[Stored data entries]
........

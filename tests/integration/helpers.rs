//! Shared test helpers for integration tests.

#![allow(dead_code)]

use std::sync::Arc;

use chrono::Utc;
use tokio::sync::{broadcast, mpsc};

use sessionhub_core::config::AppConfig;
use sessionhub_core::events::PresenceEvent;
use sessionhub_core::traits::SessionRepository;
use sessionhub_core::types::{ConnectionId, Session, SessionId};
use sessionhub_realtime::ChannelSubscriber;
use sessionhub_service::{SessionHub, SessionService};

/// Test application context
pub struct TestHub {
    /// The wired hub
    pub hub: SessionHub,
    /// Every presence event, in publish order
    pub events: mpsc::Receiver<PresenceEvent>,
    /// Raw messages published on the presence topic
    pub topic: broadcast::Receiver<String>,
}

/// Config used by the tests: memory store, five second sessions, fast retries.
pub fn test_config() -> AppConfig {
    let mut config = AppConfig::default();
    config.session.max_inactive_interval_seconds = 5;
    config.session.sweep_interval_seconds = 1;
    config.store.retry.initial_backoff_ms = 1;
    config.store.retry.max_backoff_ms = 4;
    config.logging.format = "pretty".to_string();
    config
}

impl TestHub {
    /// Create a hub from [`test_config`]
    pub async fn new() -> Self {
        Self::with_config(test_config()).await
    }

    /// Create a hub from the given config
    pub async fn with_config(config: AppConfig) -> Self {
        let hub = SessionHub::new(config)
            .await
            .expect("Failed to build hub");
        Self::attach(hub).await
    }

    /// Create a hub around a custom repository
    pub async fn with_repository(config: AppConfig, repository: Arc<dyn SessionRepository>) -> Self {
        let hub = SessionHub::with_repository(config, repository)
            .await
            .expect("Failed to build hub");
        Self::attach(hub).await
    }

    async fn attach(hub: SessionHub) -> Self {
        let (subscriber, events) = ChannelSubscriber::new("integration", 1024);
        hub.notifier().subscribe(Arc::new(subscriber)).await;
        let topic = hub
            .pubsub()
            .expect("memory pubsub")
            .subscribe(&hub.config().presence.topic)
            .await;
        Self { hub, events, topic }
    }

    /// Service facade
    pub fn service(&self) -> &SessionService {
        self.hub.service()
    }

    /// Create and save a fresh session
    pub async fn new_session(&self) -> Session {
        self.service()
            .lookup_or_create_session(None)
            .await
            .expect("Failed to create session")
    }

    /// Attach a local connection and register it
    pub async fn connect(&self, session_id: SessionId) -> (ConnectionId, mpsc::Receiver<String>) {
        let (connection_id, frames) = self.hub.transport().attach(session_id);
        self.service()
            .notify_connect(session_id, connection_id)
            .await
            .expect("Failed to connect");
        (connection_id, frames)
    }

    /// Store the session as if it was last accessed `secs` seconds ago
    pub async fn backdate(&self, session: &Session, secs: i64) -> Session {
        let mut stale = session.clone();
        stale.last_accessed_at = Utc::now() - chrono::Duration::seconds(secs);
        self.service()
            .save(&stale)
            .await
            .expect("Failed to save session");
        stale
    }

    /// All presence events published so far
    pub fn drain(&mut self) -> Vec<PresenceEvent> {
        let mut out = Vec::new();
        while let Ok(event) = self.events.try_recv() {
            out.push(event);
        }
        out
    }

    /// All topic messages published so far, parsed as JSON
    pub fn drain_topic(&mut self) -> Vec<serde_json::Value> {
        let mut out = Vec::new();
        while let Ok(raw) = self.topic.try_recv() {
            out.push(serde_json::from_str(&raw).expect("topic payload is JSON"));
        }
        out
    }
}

........

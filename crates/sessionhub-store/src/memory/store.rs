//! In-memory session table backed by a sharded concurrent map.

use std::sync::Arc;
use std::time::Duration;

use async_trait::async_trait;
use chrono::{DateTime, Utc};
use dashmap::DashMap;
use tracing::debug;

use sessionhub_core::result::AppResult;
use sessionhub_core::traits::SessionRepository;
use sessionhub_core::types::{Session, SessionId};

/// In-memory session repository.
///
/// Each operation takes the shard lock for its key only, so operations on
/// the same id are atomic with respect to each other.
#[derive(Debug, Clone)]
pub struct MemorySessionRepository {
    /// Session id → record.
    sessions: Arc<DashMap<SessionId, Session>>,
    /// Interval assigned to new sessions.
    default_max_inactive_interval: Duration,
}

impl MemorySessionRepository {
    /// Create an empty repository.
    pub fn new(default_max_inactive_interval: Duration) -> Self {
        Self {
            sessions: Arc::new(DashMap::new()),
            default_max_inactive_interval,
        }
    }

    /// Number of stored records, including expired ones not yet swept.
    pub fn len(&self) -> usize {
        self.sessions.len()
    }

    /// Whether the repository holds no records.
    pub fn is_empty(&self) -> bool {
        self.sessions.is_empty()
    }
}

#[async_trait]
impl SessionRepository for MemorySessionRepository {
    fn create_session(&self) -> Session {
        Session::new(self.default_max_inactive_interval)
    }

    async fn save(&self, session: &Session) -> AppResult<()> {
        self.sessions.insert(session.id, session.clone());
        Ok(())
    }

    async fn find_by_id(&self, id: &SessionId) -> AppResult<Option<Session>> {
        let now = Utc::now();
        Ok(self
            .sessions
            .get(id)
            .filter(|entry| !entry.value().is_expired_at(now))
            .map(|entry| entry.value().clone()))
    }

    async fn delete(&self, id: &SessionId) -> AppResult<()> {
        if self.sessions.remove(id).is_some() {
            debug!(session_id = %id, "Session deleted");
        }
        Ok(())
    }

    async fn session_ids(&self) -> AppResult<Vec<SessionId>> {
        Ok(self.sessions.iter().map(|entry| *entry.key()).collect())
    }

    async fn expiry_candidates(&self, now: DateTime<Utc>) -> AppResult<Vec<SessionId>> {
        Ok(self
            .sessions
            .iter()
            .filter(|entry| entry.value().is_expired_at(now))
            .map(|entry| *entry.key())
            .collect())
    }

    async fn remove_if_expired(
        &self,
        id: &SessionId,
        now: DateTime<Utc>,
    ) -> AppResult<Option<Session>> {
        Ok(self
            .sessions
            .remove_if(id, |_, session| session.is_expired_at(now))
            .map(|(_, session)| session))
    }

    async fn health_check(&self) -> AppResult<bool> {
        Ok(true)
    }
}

........

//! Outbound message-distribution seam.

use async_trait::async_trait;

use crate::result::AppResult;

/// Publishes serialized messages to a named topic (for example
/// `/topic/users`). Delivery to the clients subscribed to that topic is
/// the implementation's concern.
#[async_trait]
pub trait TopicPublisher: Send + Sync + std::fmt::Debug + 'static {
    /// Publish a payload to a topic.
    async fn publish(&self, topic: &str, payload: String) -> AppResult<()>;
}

........

* Work instructions
If a line in the data holds the string "messages", copy that line.

* Written solution
    /// Raw messages published on the presence topic
    /// All topic messages published so far, parsed as JSON
/// Publishes serialized messages to a named topic (for example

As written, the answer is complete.